**EXERCISE INSTRUCTIONS**:
Copy the data exactly from the line that contains "use tokio::task::JoinHandle;" through the line that contains "use crate::stream::SnapshotStream;", keeping both end lines and leaving out everything else.
***** DATA EXTRACT
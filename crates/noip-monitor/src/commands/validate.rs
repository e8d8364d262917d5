//! Credential validation.

use serde::Serialize;

use noip_core::NoIpClient;

use crate::cli::GlobalOpts;
use crate::config;
use crate::error::CliError;
use crate::output;

use super::util;

#[derive(Serialize)]
struct Validation<'a> {
    username: &'a str,
    valid: bool,
}

pub async fn handle(global: &GlobalOpts) -> Result<(), CliError> {
    let cfg = config::load(global)?;
    let monitor = config::monitor_config(global, &cfg)?;
    let format = config::output_format(global, &cfg);

    let client = NoIpClient::new(monitor.credentials.clone(), monitor.transport());
    let spinner = util::spinner("Validating credentials...", global.quiet);
    let valid = client.validate_credentials().await;
    spinner.finish_and_clear();
    client.shutdown().await;

    let username = monitor.credentials.username.as_str();
    if !valid {
        return Err(CliError::AuthFailed {
            username: username.to_owned(),
        });
    }

    let out = output::render_single(format, &Validation { username, valid }, |v| {
        format!("Credentials accepted for {}", v.username)
    })?;
    output::print_output(&out, global.quiet);
    Ok(())
}
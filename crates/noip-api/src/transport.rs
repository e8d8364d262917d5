// Shared transport configuration for building the reqwest::Client session.
//
// The update endpoint, timeout, and user agent live here so tests can point
// the client at a local mock server without touching request logic.

use std::time::Duration;

use url::Url;

/// The No-IP dynamic update endpoint.
pub const UPDATE_URL: &str = "https://dynupdate.no-ip.com/nic/update";

/// Sent on every request; No-IP asks clients to identify themselves.
pub const USER_AGENT: &str = "noip-monitor/1.0";

/// Upper bound on a single update request, body included.
pub const DEFAULT_TIMEOUT: Duration = Duration::from_secs(30);

/// Shared transport configuration for building HTTP clients.
#[derive(Debug, Clone)]
pub struct TransportConfig {
    /// Full URL of the update endpoint (`.../nic/update`).
    pub base_url: String,
    pub timeout: Duration,
    pub user_agent: String,
}

impl Default for TransportConfig {
    fn default() -> Self {
        Self {
            base_url: UPDATE_URL.into(),
            timeout: DEFAULT_TIMEOUT,
            user_agent: USER_AGENT.into(),
        }
    }
}

impl TransportConfig {
    /// Point the transport at a different endpoint (mock servers, proxies).
    pub fn with_base_url(mut self, base_url: impl Into<String>) -> Self {
        self.base_url = base_url.into();
        self
    }

    /// Override the request timeout.
    pub fn with_timeout(mut self, timeout: Duration) -> Self {
        self.timeout = timeout;
        self
    }

    /// Parse the configured endpoint.
    pub fn update_url(&self) -> Result<Url, crate::error::Error> {
        Ok(Url::parse(&self.base_url)?)
    }

    /// Build a `reqwest::Client` from this config.
    pub fn build_client(&self) -> Result<reqwest::Client, crate::error::Error> {
        let client = reqwest::Client::builder()
            .timeout(self.timeout)
            .user_agent(self.user_agent.as_str())
            .build()?;
        Ok(client)
    }
}
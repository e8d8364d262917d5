//! CLI error types with miette diagnostics.
//!
//! Maps `CoreError` and `ConfigError` into user-facing errors with
//! actionable help text and process exit codes.

use miette::Diagnostic;
use thiserror::Error;

use noip_config::ConfigError;
use noip_core::CoreError;

pub mod exit_code {
    #[allow(dead_code)]
    pub const SUCCESS: i32 = 0;
    pub const GENERAL: i32 = 1;
    pub const USAGE: i32 = 2;
    pub const AUTH: i32 = 3;
    pub const CONNECTION: i32 = 7;
    pub const TIMEOUT: i32 = 8;
}

#[derive(Debug, Error, Diagnostic)]
pub enum CliError {
    // ── Connection ───────────────────────────────────────────────────
    #[error("Could not reach No-IP at {url}")]
    #[diagnostic(
        code(noip::connection_failed),
        help(
            "Check your network connection.\n\
             Reason: {reason}"
        )
    )]
    ConnectionFailed { url: String, reason: String },

    #[error("Error communicating with No-IP: {message}")]
    #[diagnostic(
        code(noip::refresh_failed),
        help("The previous results are unchanged. Run with -v for details.")
    )]
    RefreshFailed { message: String },

    // ── Authentication ───────────────────────────────────────────────
    #[error("No-IP rejected the credentials for '{username}'")]
    #[diagnostic(
        code(noip::auth_failed),
        help(
            "Verify your username and password.\n\
             Accounts with two-factor authentication need a DDNS key instead.\n\
             Run: noip-monitor config set-password"
        )
    )]
    AuthFailed { username: String },

    #[error("No {what} configured")]
    #[diagnostic(
        code(noip::no_credentials),
        help(
            "Configure credentials with: noip-monitor config init\n\
             Or set NOIP_USERNAME and NOIP_PASSWORD.\n\
             Config file: {path}"
        )
    )]
    NoCredentials { what: String, path: String },

    // ── Validation ───────────────────────────────────────────────────
    #[error("Invalid value for {field}: {reason}")]
    #[diagnostic(code(noip::validation))]
    Validation { field: String, reason: String },

    // ── Configuration ────────────────────────────────────────────────
    #[error("{message}")]
    #[diagnostic(
        code(noip::config),
        help("Check the config file, or recreate it with: noip-monitor config init")
    )]
    Config { message: String },

    #[error("Keyring error: {message}")]
    #[diagnostic(
        code(noip::keyring),
        help("Store the password in the config file or NOIP_PASSWORD instead.")
    )]
    Keyring { message: String },

    // ── Lifecycle ────────────────────────────────────────────────────
    #[error("Request timed out after {seconds}s")]
    #[diagnostic(
        code(noip::timeout),
        help("Increase timeout with --timeout or try again later.")
    )]
    Timeout { seconds: u64 },

    #[error("Monitor stopped")]
    #[diagnostic(code(noip::stopped))]
    Stopped,

    // ── IO / Serialization ────────────────────────────────────────────
    #[error(transparent)]
    Io(#[from] std::io::Error),

    #[error("Failed to render JSON: {0}")]
    #[diagnostic(code(noip::json))]
    Json(#[from] serde_json::Error),

    #[error("Failed to render YAML: {0}")]
    #[diagnostic(code(noip::yaml))]
    Yaml(#[from] serde_yaml::Error),
}

impl CliError {
    /// Map this error to an exit code for process termination.
    pub fn exit_code(&self) -> i32 {
        match self {
            Self::ConnectionFailed { .. } => exit_code::CONNECTION,
            Self::AuthFailed { .. } | Self::NoCredentials { .. } => exit_code::AUTH,
            Self::Timeout { .. } => exit_code::TIMEOUT,
            Self::Validation { .. } => exit_code::USAGE,
            _ => exit_code::GENERAL,
        }
    }
}

// ── CoreError → CliError mapping ─────────────────────────────────────

impl From<CoreError> for CliError {
    fn from(err: CoreError) -> Self {
        match err {
            CoreError::RefreshFailed { message } => CliError::RefreshFailed { message },
            CoreError::ConnectionFailed { url, reason } => {
                CliError::ConnectionFailed { url, reason }
            }
            CoreError::Timeout { timeout_secs } => CliError::Timeout {
                seconds: timeout_secs,
            },
            CoreError::Stopped => CliError::Stopped,
            CoreError::Config { message } => CliError::Config { message },
        }
    }
}

// ── ConfigError → CliError mapping ───────────────────────────────────

impl From<ConfigError> for CliError {
    fn from(err: ConfigError) -> Self {
        match err {
            ConfigError::Validation { field, reason } => CliError::Validation { field, reason },
            ConfigError::NoCredentials { what } => CliError::NoCredentials {
                what,
                path: noip_config::config_path().display().to_string(),
            },
            ConfigError::Keyring(e) => CliError::Keyring {
                message: e.to_string(),
            },
            ConfigError::Io(e) => CliError::Io(e),
            other @ (ConfigError::Serialization(_) | ConfigError::Figment(_)) => {
                CliError::Config {
                    message: other.to_string(),
                }
            }
        }
    }
}
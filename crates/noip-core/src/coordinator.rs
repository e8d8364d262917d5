// ── Polling coordinator ──
//
// Owns the refresh lifecycle for one No-IP account: the forced first cycle,
// the periodic background task, snapshot publication, and teardown.

use std::sync::Arc;
use std::time::Duration;

use chrono::{DateTime, Utc};
use futures_util::future::join_all;
use strum::Display;
use tokio::sync::{Mutex, watch};
use tokio::task::JoinHandle;
use tokio::time::MissedTickBehavior;
use tokio_util::sync::CancellationToken;
use tracing::{debug, info, warn};

use noip_api::NoIpClient;

use crate::config::MonitorConfig;
use crate::error::CoreError;
use crate::model::Snapshot;
use crate::provider::{HostnameSource, StatusProvider};
use crate::stream::SnapshotStream;

// ── CoordinatorState ─────────────────────────────────────────────

/// Lifecycle state observable by consumers.
#[derive(Debug, Clone, Copy, PartialEq, Eq, Display)]
#[strum(serialize_all = "lowercase")]
pub enum CoordinatorState {
    Idle,
    Refreshing,
    /// Torn down; no further cycles will run.
    Stopped,
}

// ── Coordinator ──────────────────────────────────────────────────

/// Periodically polls every configured hostname and publishes a
/// [`Snapshot`] of the results.
///
/// Cheaply cloneable via `Arc<CoordinatorInner>`. Construct it once and hand
/// clones to whatever renders the data (see [`SensorPlatform`]).
///
/// [`SensorPlatform`]: crate::SensorPlatform
pub struct Coordinator<P: StatusProvider = NoIpClient> {
    inner: Arc<CoordinatorInner<P>>,
}

impl<P: StatusProvider> Clone for Coordinator<P> {
    fn clone(&self) -> Self {
        Self {
            inner: Arc::clone(&self.inner),
        }
    }
}

struct CoordinatorInner<P> {
    provider: P,
    hostnames: Box<dyn HostnameSource>,
    refresh_interval: Duration,
    snapshot: watch::Sender<Arc<Snapshot>>,
    state: watch::Sender<CoordinatorState>,
    last_update_success: watch::Sender<bool>,
    last_refresh: watch::Sender<Option<DateTime<Utc>>>,
    /// Held for the duration of a cycle so cycles never interleave.
    cycle: Mutex<()>,
    cancel: CancellationToken,
    task_handle: Mutex<Option<JoinHandle<()>>>,
}

impl Coordinator<NoIpClient> {
    /// Build a coordinator backed by a real [`NoIpClient`].
    pub fn from_config(config: &MonitorConfig, hostnames: impl HostnameSource + 'static) -> Self {
        let client = NoIpClient::new(config.credentials.clone(), config.transport());
        Self::new(client, hostnames, config.refresh_interval)
    }
}

impl<P: StatusProvider> Coordinator<P> {
    /// Create a coordinator. Does NOT poll -- call
    /// [`first_refresh()`](Self::first_refresh) and then [`start()`](Self::start).
    pub fn new(
        provider: P,
        hostnames: impl HostnameSource + 'static,
        refresh_interval: Duration,
    ) -> Self {
        let (snapshot, _) = watch::channel(Arc::new(Snapshot::new()));
        let (state, _) = watch::channel(CoordinatorState::Idle);
        let (last_update_success, _) = watch::channel(false);
        let (last_refresh, _) = watch::channel(None);

        Self {
            inner: Arc::new(CoordinatorInner {
                provider,
                hostnames: Box::new(hostnames),
                refresh_interval,
                snapshot,
                state,
                last_update_success,
                last_refresh,
                cycle: Mutex::new(()),
                cancel: CancellationToken::new(),
                task_handle: Mutex::new(None),
            }),
        }
    }

    /// Access the status provider.
    pub fn provider(&self) -> &P {
        &self.inner.provider
    }

    pub fn refresh_interval(&self) -> Duration {
        self.inner.refresh_interval
    }

    // ── Lifecycle ────────────────────────────────────────────────

    /// Run the first cycle synchronously so consumers have data before
    /// first use. A failure here should abort setup.
    pub async fn first_refresh(&self) -> Result<Arc<Snapshot>, CoreError> {
        debug!("running first refresh");
        self.refresh().await
    }

    /// Spawn the periodic refresh task. The first tick fires one full
    /// interval from now, since [`first_refresh()`](Self::first_refresh)
    /// already covered the start. No-op if already started, stopped, or the
    /// interval is zero.
    pub async fn start(&self) {
        let mut handle = self.inner.task_handle.lock().await;
        if handle.is_some() || self.inner.cancel.is_cancelled() {
            return;
        }

        let period = self.inner.refresh_interval;
        if period.is_zero() {
            debug!("refresh interval is zero; periodic refresh disabled");
            return;
        }

        let coordinator = self.clone();
        let cancel = self.inner.cancel.clone();
        *handle = Some(tokio::spawn(refresh_task(coordinator, period, cancel)));
        info!(interval_secs = period.as_secs(), "periodic refresh started");
    }

    /// Stop scheduling cycles and release the provider's session.
    ///
    /// An in-flight cycle is allowed to finish, but its result is discarded.
    /// Safe to call more than once.
    pub async fn shutdown(&self) {
        self.inner.cancel.cancel();

        if let Some(handle) = self.inner.task_handle.lock().await.take() {
            let _ = handle.await;
        }

        self.inner.provider.shutdown().await;
        self.inner.state.send_replace(CoordinatorState::Stopped);
        debug!("coordinator stopped");
    }

    // ── Refresh cycle ────────────────────────────────────────────

    /// Run one refresh cycle and publish the result.
    ///
    /// On failure the previous snapshot stays current and
    /// [`last_update_success()`](Self::last_update_success) turns false
    /// until the next successful cycle.
    pub async fn refresh(&self) -> Result<Arc<Snapshot>, CoreError> {
        let _cycle = self.inner.cycle.lock().await;
        if self.inner.cancel.is_cancelled() {
            return Err(CoreError::Stopped);
        }

        self.inner.state.send_replace(CoordinatorState::Refreshing);
        let result = self.run_cycle().await;

        if self.inner.cancel.is_cancelled() {
            debug!("coordinator stopped during refresh; discarding result");
            self.inner.state.send_replace(CoordinatorState::Stopped);
            return Err(CoreError::Stopped);
        }

        let outcome = match result {
            Ok(snapshot) => {
                let snapshot = Arc::new(snapshot);
                self.inner.snapshot.send_replace(Arc::clone(&snapshot));
                self.inner.last_update_success.send_replace(true);
                self.inner.last_refresh.send_replace(Some(Utc::now()));
                Ok(snapshot)
            }
            Err(e) => {
                warn!(error = %e, "error communicating with No-IP");
                self.inner.last_update_success.send_replace(false);
                Err(CoreError::refresh_failed(&e))
            }
        };

        // Idle is only observed once the cycle's results are visible.
        self.inner.state.send_replace(CoordinatorState::Idle);
        outcome
    }

    /// Build a fresh snapshot from the current hostname configuration.
    async fn run_cycle(&self) -> Result<Snapshot, CoreError> {
        let hostnames = self.inner.hostnames.hostnames()?;
        debug!(%hostnames, "updating No-IP data");

        if hostnames.is_empty() {
            info!("no hostnames configured; add hostnames to the monitor configuration");
            let hosts = self.inner.provider.list_hosts().await?;
            if !hosts.is_empty() {
                debug!(count = hosts.len(), "retrieved hosts from account");
                return Ok(Snapshot::from(hosts));
            }
            warn!("no hostnames configured and none could be listed from the account");
            return Ok(Snapshot::new());
        }

        // Lookups are independent and never fail, so run them side by side.
        let mut lookups = Vec::with_capacity(hostnames.len());
        for hostname in &hostnames {
            lookups.push(self.inner.provider.host_status(hostname));
        }
        let statuses = join_all(lookups).await;

        let snapshot: Snapshot = hostnames.iter().cloned().zip(statuses).collect();
        info!(
            hosts = snapshot.len(),
            connected = snapshot.connected_count(),
            "updated No-IP data"
        );
        Ok(snapshot)
    }

    // ── State observation ────────────────────────────────────────

    /// The latest published snapshot (empty before the first cycle).
    pub fn snapshot(&self) -> Arc<Snapshot> {
        self.inner.snapshot.borrow().clone()
    }

    /// Subscribe to snapshot publications.
    pub fn subscribe(&self) -> SnapshotStream {
        SnapshotStream::new(self.inner.snapshot.subscribe())
    }

    /// Whether the most recent cycle succeeded. Drives sensor availability.
    pub fn last_update_success(&self) -> bool {
        *self.inner.last_update_success.borrow()
    }

    /// When the last successful cycle completed.
    pub fn last_refresh(&self) -> Option<DateTime<Utc>> {
        *self.inner.last_refresh.borrow()
    }

    pub fn state(&self) -> CoordinatorState {
        *self.inner.state.borrow()
    }

    /// Subscribe to lifecycle state changes.
    pub fn state_changes(&self) -> watch::Receiver<CoordinatorState> {
        self.inner.state.subscribe()
    }
}

// ── Background task ──────────────────────────────────────────────

/// Refresh on a fixed period between cycle starts until cancelled.
async fn refresh_task<P: StatusProvider>(
    coordinator: Coordinator<P>,
    period: Duration,
    cancel: CancellationToken,
) {
    let mut interval = tokio::time::interval(period);
    interval.set_missed_tick_behavior(MissedTickBehavior::Delay);
    interval.tick().await; // consume the immediate first tick

    loop {
        tokio::select! {
            biased;
            () = cancel.cancelled() => break,
            _ = interval.tick() => {
                if let Err(e) = coordinator.refresh().await {
                    warn!(error = %e, "periodic refresh failed");
                }
            }
        }
    }
}
//! Config subcommand handlers.

use dialoguer::{Input, Select};

use noip_config::{Config, save_config_to};
use noip_core::{Credentials, HostnameSet, MonitorConfig, NoIpClient};

use crate::cli::{ConfigArgs, ConfigCommand, GlobalOpts};
use crate::config;
use crate::error::CliError;
use crate::output;

use super::util::{self, prompt_err};

// ── Helpers ─────────────────────────────────────────────────────────

/// Prompt for username and password, validating neither is empty.
fn prompt_credentials(default_user: Option<&str>) -> Result<(String, String), CliError> {
    let mut input = Input::<String>::new().with_prompt("Username or email");
    if let Some(user) = default_user {
        input = input.default(user.to_owned());
    }
    let user = input.interact_text().map_err(prompt_err)?;

    let pass = rpassword::prompt_password("Password or DDNS key: ").map_err(prompt_err)?;

    if user.trim().is_empty() || pass.is_empty() {
        return Err(CliError::Validation {
            field: "credentials".into(),
            reason: "username and password cannot be empty".into(),
        });
    }

    Ok((user.trim().to_owned(), pass))
}

/// Offer to store the password in the system keyring or return it for
/// plaintext config.
///
/// Returns `Some(password)` if the user chose plaintext, `None` if stored in
/// keyring.
fn prompt_password_storage(username: &str, password: &str) -> Result<Option<String>, CliError> {
    let choices = &[
        "Store in system keyring (recommended)",
        "Save to config file (plaintext)",
    ];
    let selection = Select::new()
        .with_prompt("Where to store the password?")
        .items(choices)
        .default(0)
        .interact()
        .map_err(prompt_err)?;

    if selection == 0 {
        noip_config::store_password(username, password)?;
        eprintln!("   ✓ Password stored in system keyring");
        Ok(None)
    } else {
        Ok(Some(password.to_owned()))
    }
}

/// Ask No-IP whether the credentials work, before anything is saved.
async fn check_credentials(monitor: &MonitorConfig, quiet: bool) -> Result<(), CliError> {
    let client = NoIpClient::new(monitor.credentials.clone(), monitor.transport());
    let spinner = util::spinner("Validating credentials...", quiet);
    let valid = client.validate_credentials().await;
    spinner.finish_and_clear();
    client.shutdown().await;

    if valid {
        Ok(())
    } else {
        Err(CliError::AuthFailed {
            username: monitor.credentials.username.clone(),
        })
    }
}

fn describe_hostnames(hostnames: &HostnameSet) -> String {
    if hostnames.is_empty() {
        "none (hosts will be listed from the account, if possible)".into()
    } else {
        hostnames.to_string()
    }
}

// ── Handler ─────────────────────────────────────────────────────────

#[allow(clippy::too_many_lines)]
pub async fn handle(args: ConfigArgs, global: &GlobalOpts) -> Result<(), CliError> {
    let path = config::config_file(global);

    match args.command {
        // ── Init: interactive wizard ────────────────────────────────
        ConfigCommand::Init => {
            // The file alone: env and flag overrides must not be saved.
            let existing = noip_config::load_file_from(&path).unwrap_or_default();
            eprintln!("No-IP monitor configuration");
            eprintln!("   Config path: {}\n", path.display());

            // 1. Credentials, checked against No-IP before saving
            let (username, password) = prompt_credentials(existing.username.as_deref())?;
            let mut cfg = Config {
                username: Some(username.clone()),
                password: Some(password.clone()),
                password_env: None,
                ..existing
            };
            let mut monitor = noip_config::to_monitor_config(&cfg)?;
            monitor.credentials = Credentials::new(&username, &password);
            check_credentials(&monitor, global.quiet).await?;
            eprintln!("   ✓ Credentials accepted");

            // 2. Password storage
            cfg.password = prompt_password_storage(&username, &password)?;

            // 3. Hostnames (optional)
            let hostnames: String = Input::new()
                .with_prompt("Hostnames to monitor (comma-separated, optional)")
                .default(cfg.hostnames.as_slice().join(","))
                .allow_empty(true)
                .interact_text()
                .map_err(prompt_err)?;
            cfg.hostnames = HostnameSet::parse(&hostnames);

            // 4. Write config
            save_config_to(&cfg, &path)?;

            eprintln!("\n✓ Configuration written to {}", path.display());
            eprintln!("  Hostnames: {}", describe_hostnames(&cfg.hostnames));
            eprintln!("\n  Test it: noip-monitor check");
            Ok(())
        }

        // ── Show ────────────────────────────────────────────────────
        ConfigCommand::Show => {
            let cfg = config::load(global)?.redacted();
            let format = config::output_format(global, &cfg);
            let out = output::render_single(format, &cfg, |c| {
                toml::to_string_pretty(c).unwrap_or_else(|e| format!("# unrenderable: {e}"))
            })?;
            if !global.quiet {
                eprintln!("# {}", path.display());
            }
            output::print_output(out.trim_end(), global.quiet);
            Ok(())
        }

        // ── SetPassword ─────────────────────────────────────────────
        ConfigCommand::SetPassword => {
            let cfg = config::load(global)?;
            let username = match noip_config::resolve_username(&cfg) {
                Ok(user) => user,
                Err(_) => Input::<String>::new()
                    .with_prompt("Username or email")
                    .interact_text()
                    .map_err(prompt_err)?,
            };

            let password =
                rpassword::prompt_password("Password or DDNS key: ").map_err(prompt_err)?;
            if password.is_empty() {
                return Err(CliError::Validation {
                    field: "password".into(),
                    reason: "value cannot be empty".into(),
                });
            }

            noip_config::store_password(&username, &password)?;
            eprintln!("✓ Password stored in system keyring for '{username}'");
            Ok(())
        }

        // ── SetHostnames ────────────────────────────────────────────
        ConfigCommand::SetHostnames { hostnames } => {
            let mut cfg = noip_config::load_file_from(&path)?;
            cfg.hostnames = HostnameSet::parse(&hostnames);
            save_config_to(&cfg, &path)?;

            if !global.quiet {
                eprintln!("✓ Hostnames: {}", describe_hostnames(&cfg.hostnames));
            }
            Ok(())
        }

        // ── Path ────────────────────────────────────────────────────
        ConfigCommand::Path => {
            println!("{}", path.display());
            Ok(())
        }
    }
}
//! Shared helpers for command handlers.

use std::io::{self, IsTerminal};
use std::time::Duration;

use indicatif::{ProgressBar, ProgressStyle};

use crate::error::CliError;

/// A stderr spinner, hidden when quiet or when stderr is not a terminal.
pub fn spinner(message: &'static str, quiet: bool) -> ProgressBar {
    if quiet || !io::stderr().is_terminal() {
        return ProgressBar::hidden();
    }
    let pb = ProgressBar::new_spinner();
    if let Ok(style) = ProgressStyle::with_template("{spinner} {msg}") {
        pb.set_style(style);
    }
    pb.set_message(message);
    pb.enable_steady_tick(Duration::from_millis(100));
    pb
}

/// Map a dialoguer / interactive I/O failure into CliError.
pub fn prompt_err(e: impl std::fmt::Display) -> CliError {
    CliError::Validation {
        field: "interactive".into(),
        reason: format!("prompt failed: {e}"),
    }
}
**********
**OUTPUT OF THE EXERCISE**:
use tokio::task::JoinHandle;
use tokio::time::MissedTickBehavior;
use tokio_util::sync::CancellationToken;
use tracing::{debug, info, warn};

use noip_api::NoIpClient;

use crate::config::MonitorConfig;
use crate::error::CoreError;
use crate::model::Snapshot;
use crate::provider::{HostnameSource, StatusProvider};
use crate::stream::SnapshotStream;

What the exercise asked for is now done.